You say « Goodbye » and I say « Hello, hello, hello ».
What lesson brings Afghanistan conflict to Mali crisis ?
Negotiations are currently taking place in Ouagadougou and Algiers with the Islamist group Ansar al-Dine (AD), one of the armed Islamist groups occupying the north of Mali. We do not know yet what will really result from these discussions, if there will be a peace process with the authorities of Bamako, and if there will be moderate and acceptable claims for the international community. A first statement has been made this Tuesday, Ansar al-Dine « rejects all forms of extremism and terrorism and is committed to the fight against transnational organized crime. »
Image credit: AP
It is worth to note that the talks were welcomed by many negative and harsh comments. To start with, some medias like to feed the confusion. In a recent documentary of the French TV channel M6, the jihadists of the Movement for Tawhid and Jihad in West Africa (not named as such in doc) in Gao were presented as members of Ansar al-Dine. And let’s make it clear, talks with AD irritate some circles. One example among others, this Figaro article sketched one of the first secret talks in Algiers between a Malian military officer and delegates of AD with members of the National Movement for the Liberation of Azawad (MNLA) and tribal leaders as a direct negotiation between the Algerian authorities and northern Mali Islamists.

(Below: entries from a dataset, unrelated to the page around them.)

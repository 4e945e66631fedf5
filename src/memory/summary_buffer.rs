//! Summarizing buffer.

use crate::error::{CollaboratorError, ConfigError, Result};
use crate::memory::summarizer::Summarizer;
use crate::memory::token_buffer::{plan_evictions, turn_cost};
use crate::memory::traits::ConversationMemory;
use crate::memory::turn::{TranscriptFormat, Turn};
use crate::tokens::TokenCounter;
use std::fmt;
use std::sync::Arc;
use tracing::debug;

/// Token-budgeted buffer that folds evicted turns into a running summary.
///
/// Recording is atomic: the new turn's cost and every fold are computed
/// before anything is committed, so a failing counter or summarizer leaves
/// the turns and the summary untouched.
///
/// # Examples
///
/// ```
/// use ragkit::memory::{ConversationMemory, SummaryBuffer, TranscriptSummarizer};
/// use ragkit::tokens::WordTokenizer;
/// use std::sync::Arc;
///
/// let mut memory = SummaryBuffer::new(
///     Arc::new(WordTokenizer::new()),
///     Arc::new(TranscriptSummarizer::new()),
///     10,
/// )
/// .unwrap();
/// memory.record_turn("Hello", "What's up").unwrap();
/// memory.record_turn("Not much", "Cool").unwrap();
/// assert_eq!(memory.summary(), "Human: Hello\nAI: What's up");
/// assert!(memory.history().starts_with("System: Human: Hello"));
/// ```
#[derive(Clone)]
pub struct SummaryBuffer {
    counter: Arc<dyn TokenCounter>,
    summarizer: Arc<dyn Summarizer>,
    max_token_limit: usize,
    turns: Vec<Turn>,
    costs: Vec<usize>,
    summary: String,
    format: TranscriptFormat,
}

impl SummaryBuffer {
    /// Creates a buffer with a token budget and a summarizer, rendering
    /// turns with the default `Human`/`AI` prefixes.
    ///
    /// # Errors
    ///
    /// Returns [`ConfigError::ZeroTokenLimit`] if the budget is zero.
    pub fn new(
        counter: Arc<dyn TokenCounter>,
        summarizer: Arc<dyn Summarizer>,
        max_token_limit: usize,
    ) -> Result<Self> {
        Self::new_with_format(
            counter,
            summarizer,
            max_token_limit,
            TranscriptFormat::default(),
        )
    }

    /// Creates a buffer that renders and measures turns with `format`,
    /// fixed for the buffer's lifetime.
    ///
    /// # Errors
    ///
    /// Returns [`ConfigError::ZeroTokenLimit`] if the budget is zero.
    pub fn new_with_format(
        counter: Arc<dyn TokenCounter>,
        summarizer: Arc<dyn Summarizer>,
        max_token_limit: usize,
        format: TranscriptFormat,
    ) -> Result<Self> {
        if max_token_limit == 0 {
            return Err(ConfigError::ZeroTokenLimit.into());
        }
        Ok(Self {
            counter,
            summarizer,
            max_token_limit,
            turns: Vec::new(),
            costs: Vec::new(),
            summary: String::new(),
            format,
        })
    }

    /// Total tokens of the retained turns (the summary is not counted).
    #[must_use]
    pub fn total_tokens(&self) -> usize {
        self.costs.iter().sum()
    }

    /// Token budget.
    #[must_use]
    pub const fn max_token_limit(&self) -> usize {
        self.max_token_limit
    }
}

impl fmt::Debug for SummaryBuffer {
    fn fmt(&self, f: &mut fmt::Formatter<'_>) -> fmt::Result {
        f.debug_struct("SummaryBuffer")
            .field("counter", &self.counter.name())
            .field("summarizer", &self.summarizer.name())
            .field("max_token_limit", &self.max_token_limit)
            .field("turns", &self.turns.len())
            .field("summary", &self.summary)
            .finish_non_exhaustive()
    }
}

impl ConversationMemory for SummaryBuffer {
    fn record_turn(&mut self, input: &str, output: &str) -> Result<()> {
        let turn = Turn::new(input, output);
        let cost = turn_cost(self.counter.as_ref(), &turn, &self.format)?;

        let mut costs = self.costs.clone();
        costs.push(cost);
        let evict = plan_evictions(&costs, self.max_token_limit);

        let mut summary = self.summary.clone();
        for evicted in self.turns.iter().take(evict) {
            summary = self
                .summarizer
                .summarize(&summary, evicted)
                .map_err(CollaboratorError::Summarizer)?;
        }

        self.turns.push(turn);
        self.turns.drain(..evict);
        costs.drain(..evict);
        self.costs = costs;
        self.summary = summary;

        if evict > 0 {
            debug!(
                folded = evict,
                total_tokens = self.total_tokens(),
                limit = self.max_token_limit,
                "folded evicted turns into the summary"
            );
        }
        Ok(())
    }

    fn turns(&self) -> &[Turn] {
        &self.turns
    }

    fn format(&self) -> &TranscriptFormat {
        &self.format
    }

    fn name(&self) -> &'static str {
        "summary"
    }

    fn summary(&self) -> &str {
        &self.summary
    }

    fn clear(&mut self) {
        self.turns.clear();
        self.costs.clear();
        self.summary.clear();
    }
}

#[cfg(test)]
mod tests {
    use super::*;
    use crate::error::BoxError;
    use crate::memory::summarizer::{FnSummarizer, TranscriptSummarizer};
    use crate::memory::turn::{ChatMessage, Role};
    use crate::tokens::{FnTokenCounter, WordTokenizer};

    fn unit_counter() -> Arc<dyn TokenCounter> {
        Arc::new(FnTokenCounter::new(|_: &str| Ok(1)))
    }

    fn transcript(limit: usize) -> SummaryBuffer {
        SummaryBuffer::new(unit_counter(), Arc::new(TranscriptSummarizer::new()), limit).unwrap()
    }

    #[test]
    fn test_no_summary_under_budget() {
        let mut memory = transcript(3);
        memory.record_turn("a", "b").unwrap();
        memory.record_turn("c", "d").unwrap();
        assert_eq!(memory.summary(), "");
        assert_eq!(memory.history(), "Human: a\nAI: b\nHuman: c\nAI: d");
    }

    #[test]
    fn test_evicted_turns_folded_in_order() {
        let mut memory = transcript(2);
        for i in 0..5 {
            memory.record_turn(&format!("q{i}"), &format!("a{i}")).unwrap();
        }
        assert_eq!(memory.turns().len(), 2);
        assert_eq!(
            memory.summary(),
            "Human: q0\nAI: a0\nHuman: q1\nAI: a1\nHuman: q2\nAI: a2"
        );
    }

    #[test]
    fn test_messages_lead_with_summary() {
        let mut memory = transcript(1);
        memory.record_turn("first", "one").unwrap();
        memory.record_turn("second", "two").unwrap();
        let messages = memory.messages();
        assert_eq!(messages[0].role, Role::System);
        assert_eq!(messages[1], ChatMessage::new(Role::Human, "second"));
        assert_eq!(memory.render()["history"], "System: Human: first\nAI: one\nHuman: second\nAI: two");
    }

    #[test]
    fn test_summarizer_failure_is_atomic() {
        let summarizer = FnSummarizer::new(|prev: &str, turn: &Turn| -> std::result::Result<String, BoxError> {
            if turn.input == "fragile" {
                Err("llm timeout".into())
            } else {
                Ok(format!("{prev}[{}]", turn.input))
            }
        });
        let mut memory = SummaryBuffer::new(unit_counter(), Arc::new(summarizer), 1).unwrap();
        memory.record_turn("fragile", "x").unwrap();

        let err = memory.record_turn("next", "y").unwrap_err();
        assert!(err.is_collaborator());
        assert_eq!(memory.turns(), &[Turn::new("fragile", "x")]);
        assert_eq!(memory.summary(), "");
        assert_eq!(memory.total_tokens(), 1);
    }

    #[test]
    fn test_counter_failure_is_atomic() {
        let counter = FnTokenCounter::new(|text: &str| {
            if text.contains("boom") {
                Err("no encoding".into())
            } else {
                Ok(1)
            }
        });
        let mut memory =
            SummaryBuffer::new(Arc::new(counter), Arc::new(TranscriptSummarizer::new()), 1)
                .unwrap();
        memory.record_turn("a", "b").unwrap();
        assert!(memory.record_turn("boom", "c").is_err());
        assert_eq!(memory.turns().len(), 1);
        assert_eq!(memory.summary(), "");
    }

    #[test]
    fn test_word_budget() {
        let mut memory = SummaryBuffer::new(
            Arc::new(WordTokenizer::new()),
            Arc::new(TranscriptSummarizer::new()),
            100,
        )
        .unwrap();
        memory.record_turn("Hello", "What's up").unwrap();
        memory
            .record_turn("Not much, just hanging", "Cool")
            .unwrap();
        assert_eq!(memory.summary(), "");
        assert!(memory.total_tokens() <= 100);
    }

    #[test]
    fn test_budget_uses_configured_prefixes() {
        let format = TranscriptFormat {
            human_prefix: "Human Being".to_string(),
            ..TranscriptFormat::default()
        };
        let mut memory = SummaryBuffer::new_with_format(
            Arc::new(WordTokenizer::new()),
            Arc::new(TranscriptSummarizer::new()),
            20,
            format,
        )
        .unwrap();
        memory.record_turn("Hi", "Yo").unwrap();
        memory.record_turn("Hey", "Sup").unwrap();

        assert_eq!(memory.turns().len(), 1);
        assert_eq!(memory.total_tokens(), 11);
        assert_eq!(memory.summary(), "Human: Hi\nAI: Yo");
    }

    #[test]
    fn test_zero_limit_rejected() {
        let result = SummaryBuffer::new(unit_counter(), Arc::new(TranscriptSummarizer::new()), 0);
        assert!(result.unwrap_err().is_config());
    }

    #[test]
    fn test_clear_drops_summary() {
        let mut memory = transcript(1);
        memory.record_turn("a", "b").unwrap();
        memory.record_turn("c", "d").unwrap();
        memory.clear();
        assert_eq!(memory.summary(), "");
        assert!(memory.turns().is_empty());
        assert_eq!(memory.name(), "summary");
    }
}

Who are the leaders of Ansar al-Dine ? They are mainly from the Tuareg tribe of Ifoghas. Iyad Ag Ghali and Ahmada Ag Bibi were rebels back in 1990. Alghabass Ag Intallah was a member of the Malian Assembly, and is a probable future successor of his father as the chief of Ifoghas. So beware of thoughtless comments asking to uproot the Tuareg Islamist insurgents from their own ground.
To read and listen to the supporters of the war in Mali, there is a bold tendency for overconfidence in the military solution. According to their opinion, there is no difference between foreign Jihadists and local Islamists, and AD should be as well a target of the forthcoming attacks. They blindly miss the point. Why a foreign military intervention has to neutralize the Tuareg Islamist insurgents ? Do the latter constitute a threat to foreign interests ? Ansar al-Dine hold no hostage, neither planned nor did an attack on foreign soil, and has a solely local agenda. Yes, they do have fundamentalist beliefs, but they have no international Jihadist agenda.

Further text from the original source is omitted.